ABOUT THIS TASK:
Using the records below, give the number of lines where the word "service" appears, with no further output.

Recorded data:
• • • •
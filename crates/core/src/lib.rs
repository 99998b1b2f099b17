//! # Media Core
//!
//! Core logic for media asset storage and lifecycle management.
//!
//! This crate accepts uploaded images, validates and transcodes them, and stores them under
//! the upload root with collision-resistant names. It also reconciles the files on disk with
//! the references held by business-entity records:
//! - Upload pipeline: [`Validator`] → [`Transcoder`] → `AssetNamer` → `AssetStore`
//! - Reference scanning through registered [`EntityCollaborator`]s
//! - Orphan cleanup, broken-reference repair and storage statistics
//!
//! **No API concerns**: HTTP servers and command-line parsing belong in `api-rest` and `cli`.

pub mod collaborators;
pub mod config;
pub mod constants;
mod error;
pub mod reconcile;
pub mod registry;
pub mod service;
pub mod transcode;
pub mod upload;
pub mod validation;

pub use collaborators::{
    build_registry, CollaboratorSpec, EntityCollaborator, InMemoryCollaborator,
    JsonRecordCollaborator, ReferenceRecord,
};
pub use config::{load_config, MediaConfig};
pub use error::{CollaboratorError, MediaError, MediaResult, ValidationError};
pub use reconcile::{
    format_bytes, CleanupSummary, CollaboratorReport, RecordReference, ReferenceValidation,
    RepairSummary, StorageStats, ValidationReport,
};
pub use registry::ReferenceRegistry;
pub use service::MediaService;
pub use transcode::{OutputFormat, TranscodeOptions, Transcoder};
pub use upload::{uploaded_at, BatchUploadOutcome, FailedUpload, UploadOptions, UploadedAsset};
pub use validation::{UploadFile, Validator};

pub use media_files::{FileInfo, FilesError};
• • • •
ANSWER:
2